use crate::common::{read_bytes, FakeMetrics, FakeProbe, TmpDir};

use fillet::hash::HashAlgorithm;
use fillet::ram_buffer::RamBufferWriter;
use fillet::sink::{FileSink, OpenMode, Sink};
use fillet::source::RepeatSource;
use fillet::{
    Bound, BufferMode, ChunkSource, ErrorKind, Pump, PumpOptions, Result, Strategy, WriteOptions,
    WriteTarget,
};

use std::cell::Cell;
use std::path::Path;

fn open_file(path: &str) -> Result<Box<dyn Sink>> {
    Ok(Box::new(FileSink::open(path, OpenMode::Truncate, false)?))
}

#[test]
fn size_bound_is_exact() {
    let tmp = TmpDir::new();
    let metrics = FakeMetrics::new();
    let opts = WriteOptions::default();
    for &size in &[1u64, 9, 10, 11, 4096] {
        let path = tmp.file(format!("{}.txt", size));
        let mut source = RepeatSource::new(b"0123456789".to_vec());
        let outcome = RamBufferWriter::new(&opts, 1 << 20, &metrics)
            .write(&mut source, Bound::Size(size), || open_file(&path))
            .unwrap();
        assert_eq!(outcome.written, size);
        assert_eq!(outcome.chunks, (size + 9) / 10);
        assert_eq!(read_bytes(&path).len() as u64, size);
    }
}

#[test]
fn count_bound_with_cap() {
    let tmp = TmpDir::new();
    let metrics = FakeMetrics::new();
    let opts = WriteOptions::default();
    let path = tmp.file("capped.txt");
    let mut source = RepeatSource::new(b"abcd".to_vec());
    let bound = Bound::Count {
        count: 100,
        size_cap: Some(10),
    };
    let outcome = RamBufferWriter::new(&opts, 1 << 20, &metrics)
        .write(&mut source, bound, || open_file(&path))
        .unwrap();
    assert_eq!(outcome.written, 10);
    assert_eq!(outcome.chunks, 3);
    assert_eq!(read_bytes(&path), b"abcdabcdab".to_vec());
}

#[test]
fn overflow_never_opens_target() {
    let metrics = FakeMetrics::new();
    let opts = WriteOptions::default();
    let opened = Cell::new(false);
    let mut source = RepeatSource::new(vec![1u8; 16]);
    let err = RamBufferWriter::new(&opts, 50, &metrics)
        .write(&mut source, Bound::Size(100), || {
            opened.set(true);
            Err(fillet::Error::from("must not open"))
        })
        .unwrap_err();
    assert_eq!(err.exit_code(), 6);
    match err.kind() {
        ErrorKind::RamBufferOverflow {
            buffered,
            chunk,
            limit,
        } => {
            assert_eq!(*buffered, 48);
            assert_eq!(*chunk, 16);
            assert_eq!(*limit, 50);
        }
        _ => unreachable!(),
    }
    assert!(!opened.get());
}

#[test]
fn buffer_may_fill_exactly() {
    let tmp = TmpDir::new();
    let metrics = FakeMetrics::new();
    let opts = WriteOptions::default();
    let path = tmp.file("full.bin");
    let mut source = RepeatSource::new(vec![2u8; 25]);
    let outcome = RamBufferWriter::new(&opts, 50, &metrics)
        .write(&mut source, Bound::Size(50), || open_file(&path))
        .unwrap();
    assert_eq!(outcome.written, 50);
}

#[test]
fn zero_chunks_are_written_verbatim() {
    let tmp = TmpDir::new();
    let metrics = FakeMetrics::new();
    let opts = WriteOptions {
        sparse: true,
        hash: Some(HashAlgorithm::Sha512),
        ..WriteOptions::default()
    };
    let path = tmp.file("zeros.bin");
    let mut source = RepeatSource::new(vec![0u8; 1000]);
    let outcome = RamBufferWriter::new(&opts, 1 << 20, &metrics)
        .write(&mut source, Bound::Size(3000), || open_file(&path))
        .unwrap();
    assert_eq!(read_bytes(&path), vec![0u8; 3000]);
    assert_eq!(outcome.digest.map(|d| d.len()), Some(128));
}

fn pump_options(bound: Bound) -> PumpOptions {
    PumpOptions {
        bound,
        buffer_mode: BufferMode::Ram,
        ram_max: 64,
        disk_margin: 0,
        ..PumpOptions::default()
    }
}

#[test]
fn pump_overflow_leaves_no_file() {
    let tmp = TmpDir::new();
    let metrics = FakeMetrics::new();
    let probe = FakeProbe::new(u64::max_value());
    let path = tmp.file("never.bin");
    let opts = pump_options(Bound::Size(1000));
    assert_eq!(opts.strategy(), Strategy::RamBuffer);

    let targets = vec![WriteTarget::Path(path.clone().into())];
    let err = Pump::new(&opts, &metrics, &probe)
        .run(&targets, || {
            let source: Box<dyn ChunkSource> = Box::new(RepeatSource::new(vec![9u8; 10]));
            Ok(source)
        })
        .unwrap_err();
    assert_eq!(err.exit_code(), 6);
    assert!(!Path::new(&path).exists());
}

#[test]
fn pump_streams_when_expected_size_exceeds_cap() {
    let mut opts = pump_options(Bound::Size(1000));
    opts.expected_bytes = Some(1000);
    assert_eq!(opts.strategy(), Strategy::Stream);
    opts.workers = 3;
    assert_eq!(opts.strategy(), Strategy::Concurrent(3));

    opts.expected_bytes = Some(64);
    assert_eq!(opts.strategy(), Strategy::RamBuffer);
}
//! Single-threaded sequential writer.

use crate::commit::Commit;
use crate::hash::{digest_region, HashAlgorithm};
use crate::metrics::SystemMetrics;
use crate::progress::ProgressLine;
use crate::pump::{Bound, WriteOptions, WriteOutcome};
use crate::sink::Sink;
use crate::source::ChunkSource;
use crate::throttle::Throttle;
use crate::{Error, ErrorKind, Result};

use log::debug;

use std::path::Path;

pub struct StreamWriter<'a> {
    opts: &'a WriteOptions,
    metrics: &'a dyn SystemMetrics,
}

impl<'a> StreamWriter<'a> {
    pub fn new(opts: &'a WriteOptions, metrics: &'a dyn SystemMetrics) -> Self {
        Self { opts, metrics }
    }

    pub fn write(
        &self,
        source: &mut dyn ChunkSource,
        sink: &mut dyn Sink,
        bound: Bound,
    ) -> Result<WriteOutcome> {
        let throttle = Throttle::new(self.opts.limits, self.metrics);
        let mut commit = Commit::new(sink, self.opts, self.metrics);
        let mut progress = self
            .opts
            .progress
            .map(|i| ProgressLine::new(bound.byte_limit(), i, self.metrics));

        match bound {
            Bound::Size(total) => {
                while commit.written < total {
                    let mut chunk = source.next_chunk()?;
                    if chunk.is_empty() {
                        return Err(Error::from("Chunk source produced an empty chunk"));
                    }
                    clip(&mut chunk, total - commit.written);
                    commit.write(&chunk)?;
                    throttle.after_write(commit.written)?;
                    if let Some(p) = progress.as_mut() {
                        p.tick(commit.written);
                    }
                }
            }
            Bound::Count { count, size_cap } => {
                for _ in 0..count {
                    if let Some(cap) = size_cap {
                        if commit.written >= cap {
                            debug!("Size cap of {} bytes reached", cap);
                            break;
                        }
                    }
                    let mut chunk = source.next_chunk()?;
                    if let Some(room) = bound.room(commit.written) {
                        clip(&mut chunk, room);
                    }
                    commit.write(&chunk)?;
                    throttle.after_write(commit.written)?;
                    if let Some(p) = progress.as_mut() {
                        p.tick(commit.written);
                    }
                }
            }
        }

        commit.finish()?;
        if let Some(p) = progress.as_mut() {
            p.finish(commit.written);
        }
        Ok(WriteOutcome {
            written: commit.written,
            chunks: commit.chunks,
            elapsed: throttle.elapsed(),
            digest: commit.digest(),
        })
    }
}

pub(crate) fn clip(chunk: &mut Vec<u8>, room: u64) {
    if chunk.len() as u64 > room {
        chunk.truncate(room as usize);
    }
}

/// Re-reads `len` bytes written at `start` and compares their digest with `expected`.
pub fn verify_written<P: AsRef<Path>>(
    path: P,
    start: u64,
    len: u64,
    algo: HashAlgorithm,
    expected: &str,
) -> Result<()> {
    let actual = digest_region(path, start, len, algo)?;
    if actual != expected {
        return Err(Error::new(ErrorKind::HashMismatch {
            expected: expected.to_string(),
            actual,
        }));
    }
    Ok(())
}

------------

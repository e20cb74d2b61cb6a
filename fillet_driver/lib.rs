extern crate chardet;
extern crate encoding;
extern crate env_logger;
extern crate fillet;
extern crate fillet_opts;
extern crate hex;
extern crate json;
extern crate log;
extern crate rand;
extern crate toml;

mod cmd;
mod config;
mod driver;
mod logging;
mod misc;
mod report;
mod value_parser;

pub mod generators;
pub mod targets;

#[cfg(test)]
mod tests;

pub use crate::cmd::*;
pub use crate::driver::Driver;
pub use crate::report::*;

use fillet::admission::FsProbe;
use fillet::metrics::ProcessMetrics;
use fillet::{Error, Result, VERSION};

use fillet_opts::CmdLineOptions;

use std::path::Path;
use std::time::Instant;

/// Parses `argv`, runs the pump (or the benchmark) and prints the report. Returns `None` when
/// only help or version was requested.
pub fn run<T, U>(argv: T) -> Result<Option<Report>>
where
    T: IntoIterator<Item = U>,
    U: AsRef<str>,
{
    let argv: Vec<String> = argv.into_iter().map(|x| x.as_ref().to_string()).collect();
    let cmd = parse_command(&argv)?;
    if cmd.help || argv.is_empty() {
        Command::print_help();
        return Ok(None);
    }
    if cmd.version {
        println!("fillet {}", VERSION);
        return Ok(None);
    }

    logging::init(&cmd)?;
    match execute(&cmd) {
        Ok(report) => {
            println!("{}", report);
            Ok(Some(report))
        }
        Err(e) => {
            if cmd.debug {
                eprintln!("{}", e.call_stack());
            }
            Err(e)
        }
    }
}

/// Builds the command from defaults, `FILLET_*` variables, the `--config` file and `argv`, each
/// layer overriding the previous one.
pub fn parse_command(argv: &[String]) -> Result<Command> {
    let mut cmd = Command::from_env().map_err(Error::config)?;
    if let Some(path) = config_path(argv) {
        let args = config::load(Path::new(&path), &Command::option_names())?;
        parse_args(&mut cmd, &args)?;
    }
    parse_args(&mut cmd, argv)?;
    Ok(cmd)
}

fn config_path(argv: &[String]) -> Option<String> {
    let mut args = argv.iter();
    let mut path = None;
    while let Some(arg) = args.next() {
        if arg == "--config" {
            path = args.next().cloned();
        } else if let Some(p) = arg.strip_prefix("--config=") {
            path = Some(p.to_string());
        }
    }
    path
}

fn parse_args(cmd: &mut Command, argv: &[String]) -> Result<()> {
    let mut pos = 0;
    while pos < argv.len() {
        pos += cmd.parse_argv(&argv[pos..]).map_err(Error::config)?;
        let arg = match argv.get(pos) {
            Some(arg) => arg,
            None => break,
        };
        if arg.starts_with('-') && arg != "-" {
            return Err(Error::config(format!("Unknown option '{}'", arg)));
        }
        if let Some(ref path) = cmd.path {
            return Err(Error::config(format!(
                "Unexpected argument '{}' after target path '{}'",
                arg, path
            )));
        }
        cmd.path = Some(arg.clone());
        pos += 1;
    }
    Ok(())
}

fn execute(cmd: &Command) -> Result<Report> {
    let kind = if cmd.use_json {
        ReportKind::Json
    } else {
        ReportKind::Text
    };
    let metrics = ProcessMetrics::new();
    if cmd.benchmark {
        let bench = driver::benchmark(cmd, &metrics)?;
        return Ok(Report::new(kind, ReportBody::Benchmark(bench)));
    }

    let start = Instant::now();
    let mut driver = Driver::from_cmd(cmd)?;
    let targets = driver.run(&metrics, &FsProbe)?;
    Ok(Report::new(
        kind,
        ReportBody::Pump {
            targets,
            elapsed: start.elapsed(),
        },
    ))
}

------------

● **PROBLEM TO WORK ON**
Search the entries for the word "debug", then copy every line in which it is found.

● **ANSWER TO THE EXERCISE**
use log::debug;
                            debug!("Size cap of {} bytes reached", cap);
            if cmd.debug {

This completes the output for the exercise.